DATA RECORDS =
//! Endpoint discovery: reachability probes and their memoization.
//!
//! Given a navigated host and candidate port, this layer decides whether a
//! control endpoint answers there, at most once per `(host, port, secure)`
//! key for the run.
//!
//! # Discovery Flow
//!
//! ```text
//! ┌────────────┐  miss   ┌──────────┐  result  ┌────────────┐
//! │ ProbeCache │────────►│  Prober  │─────────►│ ProbeCache │
//! │  lookup    │         │ (2s race)│          │   store    │
//! └────────────┘         └──────────┘          └────────────┘
//!       │ hit                                  (first writer
//!       ▼                                          wins)
//!   cached result, no network activity
//! ```
//!
//! # Modules
//!
//! | Module | Description |
//! |--------|-------------|
//! | `cache` | Write-once probe result memo with optional TTL |
//! | `probe` | One-shot WebSocket handshake probe with time bound |
//! | `discoverer` | Cache-or-probe orchestration |

// ============================================================================
// Submodules
// ============================================================================

/// Write-once probe result memo.
pub mod cache;

/// Cache-or-probe orchestration.
pub mod discoverer;

/// One-shot reachability probes.
pub mod probe;

// ============================================================================
// Re-exports
// ============================================================================

pub use cache::ProbeCache;
pub use discoverer::Discoverer;
pub use probe::{DEFAULT_PROBE_TIMEOUT, Prober, WsProber};
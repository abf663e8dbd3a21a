//! Control endpoint addressing.
//!
//! A control endpoint is a `(host, port, secure)` triple believed to run a
//! command-receiving service behind the well-known `/text` WebSocket path.
//! The triple is both the probe cache key and the delivery target: secure
//! and insecure probes on the same host and port are distinct entries.

// ============================================================================
// Imports
// ============================================================================

use std::fmt;

use serde::{Deserialize, Serialize};
use url::Url;

use crate::error::{Error, Result};

// ============================================================================
// Constants
// ============================================================================

/// Well-known path of the control service's WebSocket listener.
pub const CONTROL_PATH: &str = "/text";

/// Default control port when a securely loaded page carries no explicit port.
pub const DEFAULT_SECURE_PORT: u16 = 443;

/// Default control port when an insecurely loaded page carries no explicit port.
pub const DEFAULT_INSECURE_PORT: u16 = 80;

// ============================================================================
// Endpoint
// ============================================================================

/// Address of a candidate control endpoint.
///
/// Equality covers all three fields; the probe cache and the relay manager
/// both key on the full triple.
#[derive(Debug, Clone, PartialEq, Eq, Hash, Serialize, Deserialize)]
pub struct Endpoint {
    /// Hostname of the navigated page.
    pub host: String,
    /// Candidate control port.
    pub port: u16,
    /// Whether to probe over `wss` (page was loaded securely) or `ws`.
    pub secure: bool,
}

impl Endpoint {
    /// Creates an endpoint from its parts.
    #[inline]
    pub fn new(host: impl Into<String>, port: u16, secure: bool) -> Self {
        Self {
            host: host.into(),
            port,
            secure,
        }
    }

    /// Derives the candidate endpoint from a navigated page URL.
    ///
    /// The secure flag mirrors the page's scheme (`https`/`wss` probe over
    /// `wss`, everything else over `ws`). When the URL carries no explicit
    /// port, the default likewise mirrors the scheme: [`DEFAULT_SECURE_PORT`]
    /// for secure pages, [`DEFAULT_INSECURE_PORT`] otherwise.
    ///
    /// # Errors
    ///
    /// Returns [`Error::MissingHost`] for URLs without a host component
    /// (`about:blank`, `file:///...`).
    pub fn from_navigated(url: &Url) -> Result<Self> {
        let host = url
            .host_str()
            .ok_or_else(|| Error::missing_host(url.as_str()))?;

        let secure = matches!(url.scheme(), "https" | "wss");
        let port = url.port().unwrap_or(if secure {
            DEFAULT_SECURE_PORT
        } else {
            DEFAULT_INSECURE_PORT
        });

        Ok(Self::new(host, port, secure))
    }

    /// Returns the WebSocket URL of the control path.
    ///
    /// Format: `ws://host:port/text` or `wss://host:port/text`.
    #[inline]
    #[must_use]
    pub fn ws_url(&self) -> String {
        let scheme = if self.secure { "wss" } else { "ws" };
        format!("{scheme}://{}:{}{CONTROL_PATH}", self.host, self.port)
    }
}

impl fmt::Display for Endpoint {
    fn fmt(&self, f: &mut fmt::Formatter<'_>) -> fmt::Result {
        write!(f, "{}:{}", self.host, self.port)?;
        if self.secure {
            write!(f, " (secure)")?;
        }
        Ok(())
    }
}

// ============================================================================
// Tests
// ============================================================================
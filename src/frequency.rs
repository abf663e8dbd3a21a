//! Frequency extraction from navigated URLs.
//!
//! Station databases and band-scanner maps encode the tuned frequency in
//! the visited address, either as a query parameter (`?f=106,4`, `/f=106.4`)
//! or as a fragment (`#freq=87.6`). This module pulls that value out with a
//! tolerant, locale-aware grammar and normalizes it to a canonical decimal
//! form.
//!
//! # Example
//!
//! ```
//! use frequency_link::frequency::extract;
//!
//! let freq = extract("https://maps.fmdx.org/?f=106,4").unwrap();
//! assert_eq!(freq.mhz(), 106.4);
//! assert_eq!(freq.command(), "T106400");
//!
//! assert!(extract("https://example.com/about").is_none());
//! ```

// ============================================================================
// Imports
// ============================================================================

use std::fmt;
use std::sync::LazyLock;

use regex::Regex;
use serde::{Deserialize, Serialize};

// ============================================================================
// Constants
// ============================================================================

/// Lower bound of the plausible FM broadcast band (OIRT band start).
pub const BAND_MIN_MHZ: f64 = 65.5;

/// Upper bound of the plausible FM broadcast band.
pub const BAND_MAX_MHZ: f64 = 108.0;

/// Query-parameter grammar: a numeric token immediately after an `f=` key,
/// with or without a preceding query separator (`?f=98.0`, `&f=98.0`,
/// `/f=98.0`). Comma and dot decimal separators both accepted.
static QUERY_PATTERN: LazyLock<Regex> = LazyLock::new(|| {
    Regex::new(r"[?&]f=([0-9]+[.,]?[0-9]*)|f=([0-9]+[.,]?[0-9]*)")
        .expect("query pattern is valid")
});

/// Fragment grammar: a numeric token after `#freq=`.
static FRAGMENT_PATTERN: LazyLock<Regex> = LazyLock::new(|| {
    Regex::new(r"#freq=([0-9]+[.,]*[0-9]*)").expect("fragment pattern is valid")
});

// ============================================================================
// FrequencyValue
// ============================================================================

/// A non-negative decimal frequency in megahertz.
///
/// Always carries the canonical decimal form: a comma separator is
/// normalized to a dot and an integral token gains a `.0` fractional part
/// (`87` → `87.0`), so the value round-trips with at least one decimal
/// digit.
///
/// Band validity is checked by consumers via [`in_broadcast_band`], not by
/// the extractor itself.
///
/// [`in_broadcast_band`]: FrequencyValue::in_broadcast_band
#[derive(Debug, Clone, Copy, PartialEq, PartialOrd, Serialize, Deserialize)]
#[serde(transparent)]
pub struct FrequencyValue(f64);

impl FrequencyValue {
    /// Creates a frequency from a megahertz value.
    ///
    /// Negative and non-finite inputs are rejected.
    #[inline]
    #[must_use]
    pub fn from_mhz(mhz: f64) -> Option<Self> {
        (mhz.is_finite() && mhz >= 0.0).then_some(Self(mhz))
    }

    /// Returns the frequency in megahertz.
    #[inline]
    #[must_use]
    pub const fn mhz(self) -> f64 {
        self.0
    }

    /// Returns the frequency in whole kilohertz, rounded to the nearest
    /// integer.
    #[inline]
    #[must_use]
    pub fn khz(self) -> u64 {
        (self.0 * 1000.0).round() as u64
    }

    /// Formats the delivery payload: a literal `T` tag followed by the
    /// frequency in whole kilohertz.
    ///
    /// 87.7 MHz → `T87700`.
    #[inline]
    #[must_use]
    pub fn command(self) -> String {
        format!("T{}", self.khz())
    }

    /// Returns `true` if the value lies within the plausible FM broadcast
    /// band [[`BAND_MIN_MHZ`], [`BAND_MAX_MHZ`]].
    #[inline]
    #[must_use]
    pub fn in_broadcast_band(self) -> bool {
        (BAND_MIN_MHZ..=BAND_MAX_MHZ).contains(&self.0)
    }

    /// Parses a raw numeric token from a URL into a frequency.
    ///
    /// Normalizes a comma decimal separator to a dot and appends `.0` when
    /// the token has no fractional part.
    fn parse_token(token: &str) -> Option<Self> {
        let mut normalized = token.replace(',', ".");
        if !normalized.contains('.') {
            normalized.push_str(".0");
        }
        normalized.parse::<f64>().ok().and_then(Self::from_mhz)
    }
}

impl fmt::Display for FrequencyValue {
    /// Formats with at least one decimal digit (`87` → `87.0`).
    fn fmt(&self, f: &mut fmt::Formatter<'_>) -> fmt::Result {
        if self.0.fract() == 0.0 {
            write!(f, "{:.1}", self.0)
        } else {
            write!(f, "{}", self.0)
        }
    }
}

// ============================================================================
// Extraction
// ============================================================================

/// Extracts a frequency value from a navigated URL.
///
/// Percent-escapes are decoded first (`f=106%2C4` → `f=106,4`), then the
/// query grammar and the fragment grammar are tried in that order. The
/// first matching pattern wins; exactly one frequency is extracted per URL
/// even when several candidate substrings exist.
///
/// Returns `None` when neither pattern matches: a normal, expected
/// outcome, not an error. Pure function over its input.
#[must_use]
pub fn extract(url: &str) -> Option<FrequencyValue> {
    let decoded = match urlencoding::decode(url) {
        Ok(decoded) => decoded,
        // Undecodable escapes: match against the raw URL instead.
        Err(_) => url.into(),
    };

    if let Some(captures) = QUERY_PATTERN.captures(&decoded) {
        let token = captures.get(1).or_else(|| captures.get(2))?;
        return FrequencyValue::parse_token(token.as_str());
    }

    if let Some(captures) = FRAGMENT_PATTERN.captures(&decoded) {
        return FrequencyValue::parse_token(captures.get(1)?.as_str());
    }

    None
}

// ============================================================================
// Tests
// ============================================================================
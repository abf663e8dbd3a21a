//! Frequency Link - endpoint discovery and frequency relay.
//!
//! This library bridges browser navigation events to a separately running
//! radio-control server (an FM-DX webserver): when a visited address
//! carries a frequency value, the value is extracted, a control endpoint
//! is discovered at the navigated host, and the frequency is relayed as a
//! `T<kilohertz>` command over a short-lived WebSocket connection.
//!
//! # Architecture
//!
//! One navigation event flows through three layers:
//!
//! - **Extraction**: pull a decimal MHz value out of the URL with a
//!   tolerant, locale-aware grammar (`?f=106,4`, `/f=106.4`, `#freq=87`)
//! - **Discovery**: check once per `(host, port, secure)` whether the
//!   well-known `/text` WebSocket path answers, memoized for the run
//! - **Relay**: keep the most recently confirmed endpoint and deliver the
//!   frequency over a transient connection, fire-and-forget
//!
//! Key design principles:
//!
//! - All shared state (probe cache, confirmed endpoint) lives in one
//!   [`FrequencyLink`] service object, never in ambient globals
//! - Probe results are write-once per run; confirmation is last-write-wins
//! - Failures are swallowed and logged; the pipeline is best-effort and
//!   silent by design
//!
//! # Quick Start
//!
//! ```no_run
//! use frequency_link::{FrequencyLink, Result};
//!
//! #[tokio::main]
//! async fn main() -> Result<()> {
//!     let link = FrequencyLink::builder().build();
//!
//!     // One call per completed navigation, URL as the browser saw it.
//!     let report = link.handle_navigation("https://example.org:8080/?f=98,0").await?;
//!
//!     if report.delivered() {
//!         println!("tuned {} via {}", report.frequency.unwrap(), report.endpoint);
//!     }
//!
//!     Ok(())
//! }
//! ```
//!
//! # Modules
//!
//! | Module | Description |
//! |--------|-------------|
//! | [`frequency`] | URL grammar and [`FrequencyValue`] |
//! | [`endpoint`] | Control endpoint addressing |
//! | [`discovery`] | Reachability probes and their memoization |
//! | [`relay`] | Confirmed-endpoint state machine and delivery |
//! | [`link`] | Frequency link injection (producer side) |
//! | [`service`] | The owning [`FrequencyLink`] service |
//! | [`error`] | Error types and [`Result`] alias |

// ============================================================================
// Modules
// ============================================================================

/// Endpoint discovery: reachability probes and their memoization.
pub mod discovery;

/// Control endpoint addressing.
pub mod endpoint;

/// Error types and result aliases.
///
/// All fallible operations return [`Result<T>`] which uses [`Error`].
pub mod error;

/// Frequency extraction from navigated URLs.
pub mod frequency;

/// Frequency link injection.
///
/// Turns frequency-looking page text into link targets that manufacture
/// navigation events for the core pipeline.
pub mod link;

/// Relay session management.
pub mod relay;

/// The owning service and per-navigation orchestration.
pub mod service;

// ============================================================================
// Re-exports
// ============================================================================

// Service types
pub use service::{FrequencyLink, FrequencyLinkBuilder, NavigationReport};

// Core data types
pub use endpoint::Endpoint;
pub use frequency::{FrequencyValue, extract};

// Discovery types
pub use discovery::{Discoverer, ProbeCache, Prober, WsProber};

// Relay types
pub use relay::{DeliveryOutcome, DeliverySink, RelayManager, RelayState, WsDeliverySink};

// Link injection types
pub use link::{FrequencyLinker, LinkSpan};

// Error types
pub use error::{Error, Result};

EXERCISE AIM =
Give back, exactly and with nothing added, the lines from the line containing "All fallible operations" through the final line of the records above, both of them included.

REPLY =
/// All fallible operations return [`Result<T>`] which uses [`Error`].
pub mod error;

/// Frequency extraction from navigated URLs.
pub mod frequency;

/// Frequency link injection.
///
/// Turns frequency-looking page text into link targets that manufacture
/// navigation events for the core pipeline.
pub mod link;

/// Relay session management.
pub mod relay;

/// The owning service and per-navigation orchestration.
pub mod service;

// ============================================================================
// Re-exports
// ============================================================================

// Service types
pub use service::{FrequencyLink, FrequencyLinkBuilder, NavigationReport};

// Core data types
pub use endpoint::Endpoint;
pub use frequency::{FrequencyValue, extract};

// Discovery types
pub use discovery::{Discoverer, ProbeCache, Prober, WsProber};

// Relay types
pub use relay::{DeliveryOutcome, DeliverySink, RelayManager, RelayState, WsDeliverySink};

// Link injection types
pub use link::{FrequencyLinker, LinkSpan};

// Error types
pub use error::{Error, Result};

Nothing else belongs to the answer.